Behavioral effects of amiridin, [9-amino-2,3,5,6,7,8-hexahydro-1H-cyclopenta (b)-quinoline monohydrate hydrochloride] were investigated by observing ambulatory activity and the discrete shuttle avoidance response in mice. In addition, the in vivo effects of 4-amino-pyridine and physostigmine, which have inhibitory effects similar to those of amiridin on acetylcholine esterase in vitro, were compared with those of amiridin. Single doses of amiridin (0.3-10 mg/kg, s.c.) or 4-aminopyridine (0.3-3 mg/kg, s.c.) failed to produce marked changes in ambulatory activity, nor did these drugs exhibit any antagonistic effect on the ambulation-increasing effect of scopolamine (0.5 mg/kg, s.c.). However, single doses of physostigmine (0.03-0.1 mg/kg, s.c.) suppressed the ambulatory activity and antagonized with scopolamine. Amiridin (1-3 mg/kg, s.c. and 0.3-1 mg/kg, p.o.) and 4-aminopyridine (1-3 mg/kg, s.c.) administered to mice immediately before the training start of the discrete shuttle avoidance response facilitated the acquisition process. Furthermore, amiridin, but not 4-aminopyridine, elicited a good retention of the avoidance response after 24 hr. Although amiridin and 4-aminopyridine facilitated acquisition of the avoidance response, they failed to affect an avoidance response which had been established by sufficient previous training.
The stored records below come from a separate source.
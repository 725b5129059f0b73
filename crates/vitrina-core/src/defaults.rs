//! Centralized default constants for the vitrina system.
//!
//! **This module is the single source of truth** for shared default values
//! and the environment variable names that override them. Crates reference
//! these constants instead of defining their own magic numbers.

// =============================================================================
// EMBEDDING
// =============================================================================

/// Embedding vector dimension (CLIP ViT-B/32 image tower).
pub const EMBED_DIMENSION: usize = 512;

/// Default image encoder model name.
pub const ENCODER_MODEL: &str = "clip-ViT-B-32";

/// Default image encoder endpoint.
pub const ENCODER_URL: &str = "http://127.0.0.1:8090";

/// Timeout for a single encoder request (seconds).
pub const ENCODER_TIMEOUT_SECS: u64 = 30;

/// Timeout for the encoder initialization handshake (seconds).
pub const ENCODER_INIT_TIMEOUT_SECS: u64 = 120;

/// Weight of the full-frame view in the fused embedding.
pub const FUSION_GLOBAL_WEIGHT: f32 = 0.35;

/// Weight of the center-crop (pattern) view in the fused embedding.
pub const FUSION_PATTERN_WEIGHT: f32 = 0.65;

/// Fraction of width and height kept by the pattern crop.
pub const PATTERN_CROP_FRACTION: f32 = 0.60;

/// Norm drift tolerated before a stored vector is re-normalized.
pub const NORM_DRIFT_TOLERANCE: f32 = 1e-3;

// =============================================================================
// IMAGE NORMALIZATION
// =============================================================================

/// Longest edge (pixels) after normalization.
pub const NORMALIZE_MAX_EDGE: u32 = 1024;

/// JPEG quality used when re-encoding normalized images.
pub const NORMALIZE_JPEG_QUALITY: u8 = 90;

/// CLAHE clip limit (multiple of the uniform bin height).
pub const CLAHE_CLIP_LIMIT: f32 = 2.0;

/// CLAHE tile grid size (tiles per axis).
pub const CLAHE_TILE_GRID: u32 = 8;

// =============================================================================
// PERCEPTUAL HASH
// =============================================================================

/// dHash grid size; the fingerprint has `HASH_SIZE * HASH_SIZE` bits.
pub const HASH_SIZE: u32 = 8;

/// Maximum Hamming distance for a legacy hash match (out of 64 bits).
pub const HASH_MAX_DISTANCE: u32 = 10;

// =============================================================================
// SAMPLE CURATION
// =============================================================================

/// Samples less similar than this to the primary embedding are rejected.
pub const SAMPLE_MIN_SIMILARITY: f32 = 0.60;

/// Samples more similar than this to an existing sample are duplicates.
pub const SAMPLE_DUPLICATE_SIMILARITY: f32 = 0.95;

// =============================================================================
// SEARCH
// =============================================================================

/// Default cosine similarity threshold for visual search.
pub const SEARCH_THRESHOLD: f32 = 0.70;

/// Default number of matches returned by visual search.
pub const SEARCH_LIMIT: usize = 10;

// =============================================================================
// JOBS
// =============================================================================

/// Maximum concurrent background indexing jobs.
pub const JOB_MAX_CONCURRENT: usize = 2;

/// Capacity of the in-process indexing queue.
pub const JOB_QUEUE_CAPACITY: usize = 256;

/// Per-job timeout (seconds).
pub const JOB_TIMEOUT_SECS: u64 = 120;

/// Capacity of the worker event broadcast channel.
pub const EVENT_BUS_CAPACITY: usize = 256;

/// Concurrent items processed by a backfill run.
pub const BACKFILL_CONCURRENCY: usize = 4;

/// Timeout for fetching a photo over HTTP during backfill (seconds).
pub const PHOTO_FETCH_TIMEOUT_SECS: u64 = 10;

/// Catalog database pool size.
pub const DB_MAX_CONNECTIONS: u32 = 10;

/// Seconds to wait for a free pooled connection.
pub const DB_ACQUIRE_TIMEOUT_SECS: u64 = 30;

// =============================================================================
// ENVIRONMENT VARIABLES
// =============================================================================

pub const ENV_ENCODER_URL: &str = "VITRINA_ENCODER_URL";
pub const ENV_ENCODER_MODEL: &str = "VITRINA_ENCODER_MODEL";
pub const ENV_ENCODER_TIMEOUT_SECS: &str = "VITRINA_ENCODER_TIMEOUT_SECS";
pub const ENV_EMBED_DIM: &str = "VITRINA_EMBED_DIM";
pub const ENV_NORMALIZE_MAX_EDGE: &str = "VITRINA_NORMALIZE_MAX_EDGE";
pub const ENV_NORMALIZE_CONTRAST: &str = "VITRINA_NORMALIZE_CONTRAST";
pub const ENV_NORMALIZE_JPEG_QUALITY: &str = "VITRINA_NORMALIZE_JPEG_QUALITY";
pub const ENV_SAMPLE_MIN_SIMILARITY: &str = "VITRINA_SAMPLE_MIN_SIMILARITY";
pub const ENV_SAMPLE_DUPLICATE_SIMILARITY: &str = "VITRINA_SAMPLE_DUPLICATE_SIMILARITY";
pub const ENV_SEARCH_THRESHOLD: &str = "VITRINA_SEARCH_THRESHOLD";
pub const ENV_SEARCH_LIMIT: &str = "VITRINA_SEARCH_LIMIT";
pub const ENV_HASH_MAX_DISTANCE: &str = "VITRINA_HASH_MAX_DISTANCE";
pub const ENV_LEGACY_FALLBACK: &str = "VITRINA_LEGACY_FALLBACK";
pub const ENV_JOB_MAX_CONCURRENT: &str = "VITRINA_JOB_MAX_CONCURRENT";
pub const ENV_JOB_QUEUE_CAPACITY: &str = "VITRINA_JOB_QUEUE_CAPACITY";
pub const ENV_JOB_TIMEOUT_SECS: &str = "VITRINA_JOB_TIMEOUT_SECS";
pub const ENV_JOB_WORKER_ENABLED: &str = "VITRINA_JOB_WORKER_ENABLED";
pub const ENV_BACKFILL_CONCURRENCY: &str = "VITRINA_BACKFILL_CONCURRENCY";
pub const ENV_DB_MAX_CONNECTIONS: &str = "VITRINA_DB_MAX_CONNECTIONS";
pub const ENV_DB_ACQUIRE_TIMEOUT_SECS: &str = "VITRINA_DB_ACQUIRE_TIMEOUT_SECS";

/// Read and parse an environment variable, falling back to `default` when
/// unset or unparseable.
pub fn env_or<T: std::str::FromStr>(name: &str, default: T) -> T {
    std::env::var(name)
        .ok()
        .and_then(|v| v.trim().parse::<T>().ok())
        .unwrap_or(default)
}

/// Read a boolean flag ("false"/"0" disable, anything else enables).
pub fn env_flag(name: &str, default: bool) -> bool {
    std::env::var(name)
        .map(|v| v != "false" && v != "0")
        .unwrap_or(default)
}

#[cfg(test)]
mod tests {
    use super::*;

    #[test]
    fn test_fusion_weights_sum_to_one() {
        assert!((FUSION_GLOBAL_WEIGHT + FUSION_PATTERN_WEIGHT - 1.0).abs() < 1e-6);
    }

    #[test]
    fn test_curation_gates_ordered() {
        assert!(SAMPLE_MIN_SIMILARITY < SAMPLE_DUPLICATE_SIMILARITY);
    }

    #[test]
    fn test_env_or_falls_back_when_unset() {
        let v: u32 = env_or("VITRINA_TEST_SURELY_UNSET_VAR", 7);
        assert_eq!(v, 7);
    }

    #[test]
    fn test_env_flag_default() {
        assert!(env_flag("VITRINA_TEST_SURELY_UNSET_FLAG", true));
        assert!(!env_flag("VITRINA_TEST_SURELY_UNSET_FLAG", false));
    }
}
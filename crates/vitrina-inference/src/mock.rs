//! Deterministic image encoders for testing.
//!
//! ## Usage
//!
//! ```rust,ignore
//! use std::sync::Arc;
//! use vitrina_inference::mock::{test_image_png, PixelEncoder};
//! use vitrina_inference::EmbeddingExtractor;
//!
//! let extractor = EmbeddingExtractor::new(Arc::new(PixelEncoder::new(512)));
//! let embedding = extractor.extract(&test_image_png(64, 48, 1)).await;
//! assert_eq!(embedding.unwrap().dimension(), 512);
//! ```

use std::io::Cursor;
use std::sync::atomic::{AtomicUsize, Ordering};
use std::sync::{Arc, Mutex};
use std::time::Duration;

use async_trait::async_trait;
use image::imageops::{self, FilterType};
use image::{DynamicImage, ImageFormat, RgbImage};

use vitrina_core::{Error, ImageEncoder, Result};

use crate::normalize::flatten_on_white;

const THUMBNAIL_EDGE: u32 = 16;

/// Encoder deriving a vector from a 16×16 thumbnail of the image.
///
/// Similar pictures give similar vectors; identical bytes give identical
/// vectors.
#[derive(Clone)]
pub struct PixelEncoder {
    dimension: usize,
    latency: Duration,
    calls: Arc<AtomicUsize>,
}

impl PixelEncoder {
    pub fn new(dimension: usize) -> Self {
        Self {
            dimension: dimension.max(1),
            latency: Duration::ZERO,
            calls: Arc::new(AtomicUsize::new(0)),
        }
    }

    /// Delay every encode call, for exercising timeouts and races.
    pub fn with_latency(mut self, latency: Duration) -> Self {
        self.latency = latency;
        self
    }

    pub fn call_count(&self) -> usize {
        self.calls.load(Ordering::SeqCst)
    }
}

#[async_trait]
impl ImageEncoder for PixelEncoder {
    async fn encode(&self, image: &[u8]) -> Result<Vec<f32>> {
        self.calls.fetch_add(1, Ordering::SeqCst);
        if !self.latency.is_zero() {
            tokio::time::sleep(self.latency).await;
        }

        let decoded =
            image::load_from_memory(image).map_err(|e| Error::Unprocessable(e.to_string()))?;
        let thumb = imageops::resize(
            &flatten_on_white(&decoded),
            THUMBNAIL_EDGE,
            THUMBNAIL_EDGE,
            FilterType::Triangle,
        );

        let mut out = vec![0.0f32; self.dimension];
        for (i, channel) in thumb.as_raw().iter().enumerate() {
            out[i % self.dimension] += *channel as f32 / 255.0 - 0.5;
        }
        // keeps flat mid-gray images away from the zero vector
        out[0] += 1e-3;
        Ok(out)
    }

    fn dimension(&self) -> usize {
        self.dimension
    }

    fn model_name(&self) -> &str {
        "mock-pixel"
    }
}

/// Encoder returning a settable vector regardless of input.
#[derive(Clone)]
pub struct FixedEncoder {
    vector: Arc<Mutex<Vec<f32>>>,
    latency: Duration,
    calls: Arc<AtomicUsize>,
}

impl FixedEncoder {
    pub fn new(vector: Vec<f32>) -> Self {
        Self {
            vector: Arc::new(Mutex::new(vector)),
            latency: Duration::ZERO,
            calls: Arc::new(AtomicUsize::new(0)),
        }
    }

    pub fn with_latency(mut self, latency: Duration) -> Self {
        self.latency = latency;
        self
    }

    /// Replace the vector returned by subsequent calls.
    pub fn set(&self, vector: Vec<f32>) {
        *self.vector.lock().unwrap_or_else(|p| p.into_inner()) = vector;
    }

    pub fn call_count(&self) -> usize {
        self.calls.load(Ordering::SeqCst)
    }

    fn current(&self) -> Vec<f32> {
        self.vector
            .lock()
            .unwrap_or_else(|p| p.into_inner())
            .clone()
    }
}

#[async_trait]
impl ImageEncoder for FixedEncoder {
    async fn encode(&self, _image: &[u8]) -> Result<Vec<f32>> {
        self.calls.fetch_add(1, Ordering::SeqCst);
        if !self.latency.is_zero() {
            tokio::time::sleep(self.latency).await;
        }
        Ok(self.current())
    }

    fn dimension(&self) -> usize {
        self.current().len()
    }

    fn model_name(&self) -> &str {
        "mock-fixed"
    }
}

/// Encoder that always fails with `ModelUnavailable`.
#[derive(Debug, Clone)]
pub struct FailingEncoder {
    dimension: usize,
}

impl FailingEncoder {
    pub fn new(dimension: usize) -> Self {
        Self { dimension }
    }
}

#[async_trait]
impl ImageEncoder for FailingEncoder {
    async fn initialize(&self) -> Result<()> {
        Err(Error::ModelUnavailable("mock encoder is offline".to_string()))
    }

    async fn encode(&self, _image: &[u8]) -> Result<Vec<f32>> {
        Err(Error::ModelUnavailable("mock encoder is offline".to_string()))
    }

    fn dimension(&self) -> usize {
        self.dimension
    }

    fn model_name(&self) -> &str {
        "mock-failing"
    }
}

/// Generate a PNG whose content is determined by `seed`.
pub fn test_image_png(width: u32, height: u32, seed: u8) -> Vec<u8> {
    let s = seed as u32;
    let img = RgbImage::from_fn(width, height, |x, y| {
        image::Rgb([
            ((x * (s + 1) * 3) % 256) as u8,
            ((y * (s % 7 + 1) * 5) % 256) as u8,
            (((x + y) * (s % 5 + 2)) % 256) as u8,
        ])
    });
    let mut out = Vec::new();
    // writing into an in-memory buffer cannot fail for a valid RGB image
    let _ = DynamicImage::ImageRgb8(img).write_to(&mut Cursor::new(&mut out), ImageFormat::Png);
    out
}
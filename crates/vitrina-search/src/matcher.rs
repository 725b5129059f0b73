//! Visual matcher facade: photo in, ranked catalog items out.

use std::sync::Arc;
use std::time::Instant;

use serde::Serialize;
use tracing::{debug, info, warn};
use uuid::Uuid;

use vitrina_core::defaults::{
    self, env_flag, env_or, HASH_MAX_DISTANCE, SEARCH_LIMIT, SEARCH_THRESHOLD,
};
use vitrina_core::{
    Error, HashMatch, ImageMatch, Item, ItemFilter, ItemRepository, Result, SampleRepository,
};
use vitrina_inference::{dhash, EmbeddingExtractor};

use crate::engine::SimilarityEngine;
use crate::legacy::rank_by_hash;

/// Search defaults.
#[derive(Debug, Clone, PartialEq)]
pub struct SearchConfig {
    pub threshold: f32,
    pub limit: usize,
    /// Maximum Hamming distance for the legacy hash path.
    pub max_hash_distance: u32,
    /// Run the legacy hash path for items the embedding path cannot score.
    pub legacy_fallback: bool,
}

impl Default for SearchConfig {
    fn default() -> Self {
        Self {
            threshold: SEARCH_THRESHOLD,
            limit: SEARCH_LIMIT,
            max_hash_distance: HASH_MAX_DISTANCE,
            legacy_fallback: true,
        }
    }
}

impl SearchConfig {
    pub fn from_env() -> Self {
        Self {
            threshold: env_or(defaults::ENV_SEARCH_THRESHOLD, SEARCH_THRESHOLD),
            limit: env_or(defaults::ENV_SEARCH_LIMIT, SEARCH_LIMIT),
            max_hash_distance: env_or(defaults::ENV_HASH_MAX_DISTANCE, HASH_MAX_DISTANCE),
            legacy_fallback: env_flag(defaults::ENV_LEGACY_FALLBACK, true),
        }
    }

    pub fn with_max_hash_distance(mut self, distance: u32) -> Self {
        self.max_hash_distance = distance;
        self
    }

    pub fn with_legacy_fallback(mut self, enabled: bool) -> Self {
        self.legacy_fallback = enabled;
        self
    }
}

/// Both result sets of a visual search, kept apart.
#[derive(Debug, Clone, Default, Serialize)]
pub struct VisualSearchOutcome {
    /// Cosine-ranked matches, best first.
    pub embedding_matches: Vec<ImageMatch>,
    /// Hamming-ranked matches among items the embedding path could not score.
    pub hash_matches: Vec<HashMatch>,
}

impl VisualSearchOutcome {
    pub fn is_empty(&self) -> bool {
        self.embedding_matches.is_empty() && self.hash_matches.is_empty()
    }
}

/// Runs visual searches against catalog candidates.
#[derive(Clone)]
pub struct VisualMatcher {
    items: Arc<dyn ItemRepository>,
    samples: Arc<dyn SampleRepository>,
    extractor: EmbeddingExtractor,
    engine: SimilarityEngine,
    config: SearchConfig,
}

impl VisualMatcher {
    pub fn new(
        items: Arc<dyn ItemRepository>,
        samples: Arc<dyn SampleRepository>,
        extractor: EmbeddingExtractor,
    ) -> Self {
        Self {
            items,
            samples,
            extractor,
            engine: SimilarityEngine::default(),
            config: SearchConfig::default(),
        }
    }

    pub fn with_config(mut self, config: SearchConfig) -> Self {
        self.config = config;
        self
    }

    pub fn with_engine(mut self, engine: SimilarityEngine) -> Self {
        self.engine = engine;
        self
    }

    pub fn config(&self) -> &SearchConfig {
        &self.config
    }

    /// Search `candidates` for items resembling `image`.
    ///
    /// Samples for all candidates are loaded in one repository call while
    /// the query embedding is extracted. An unusable photo is not an error:
    /// the embedding list comes back empty and only the hash path runs.
    pub async fn search(
        &self,
        image: &[u8],
        candidates: &[Item],
        threshold: f32,
        limit: usize,
    ) -> Result<VisualSearchOutcome> {
        let start = Instant::now();
        if candidates.is_empty() {
            debug!(
                subsystem = "search",
                component = "matcher",
                op = "search",
                "No candidates to search"
            );
            return Ok(VisualSearchOutcome::default());
        }

        let ids: Vec<Uuid> = candidates.iter().map(|c| c.id).collect();
        let (query, samples) = tokio::join!(
            self.extractor.extract(image),
            self.samples.list_for_items(&ids)
        );
        let samples = samples?;

        let embedding_matches = match &query {
            Some(query) => self
                .engine
                .search(query, candidates, &samples, threshold, limit),
            None => Vec::new(),
        };

        let hash_matches = if self.config.legacy_fallback {
            let dimension = query
                .as_ref()
                .map_or(self.extractor.config().dimension, |q| q.dimension());
            let unscored: Vec<Item> = candidates
                .iter()
                .filter(|item| query.is_none() || !has_usable_primary(item, dimension))
                .cloned()
                .collect();
            self.hash_search(image, &unscored, limit).await?
        } else {
            Vec::new()
        };

        info!(
            subsystem = "search",
            component = "matcher",
            op = "search",
            candidate_count = candidates.len(),
            sample_count = samples.len(),
            embedded_query = query.is_some(),
            result_count = embedding_matches.len(),
            hash_result_count = hash_matches.len(),
            duration_ms = start.elapsed().as_millis() as u64,
            "Visual search complete"
        );
        Ok(VisualSearchOutcome {
            embedding_matches,
            hash_matches,
        })
    }

    /// Search the items selected by `filter`.
    pub async fn search_filtered(
        &self,
        image: &[u8],
        filter: &ItemFilter,
        threshold: f32,
        limit: usize,
    ) -> Result<VisualSearchOutcome> {
        let candidates = self.items.list(filter).await?;
        self.search(image, &candidates, threshold, limit).await
    }

    async fn hash_search(
        &self,
        image: &[u8],
        items: &[Item],
        limit: usize,
    ) -> Result<Vec<HashMatch>> {
        if !items.iter().any(|i| i.image_hash.is_some()) {
            return Ok(Vec::new());
        }

        let bytes = image.to_vec();
        let query_hash = tokio::task::spawn_blocking(move || dhash(&bytes))
            .await
            .map_err(|e| Error::Internal(format!("hash task failed: {}", e)))?;
        let query_hash = match query_hash {
            Ok(hash) => hash,
            Err(e) => {
                warn!(
                    subsystem = "search",
                    component = "matcher",
                    op = "hash_search",
                    error = %e,
                    "Query photo cannot be hashed, skipping legacy matches"
                );
                return Ok(Vec::new());
            }
        };

        Ok(rank_by_hash(
            &query_hash,
            items,
            self.config.max_hash_distance,
            limit,
        ))
    }
}

fn has_usable_primary(item: &Item, dimension: usize) -> bool {
    matches!(item.primary_embedding(dimension), Ok(Some(_)))
}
On the other hand, physostigmine (0.1 mg/kg, s.c.) not only retarded acquisition of the avoidance response, but also suppressed established avoidance responses. The present results suggest that amiridin facilitates both acquisition and memory processes of mice in the discrete shuttle avoidance situation without eliciting a marked change in general activity level.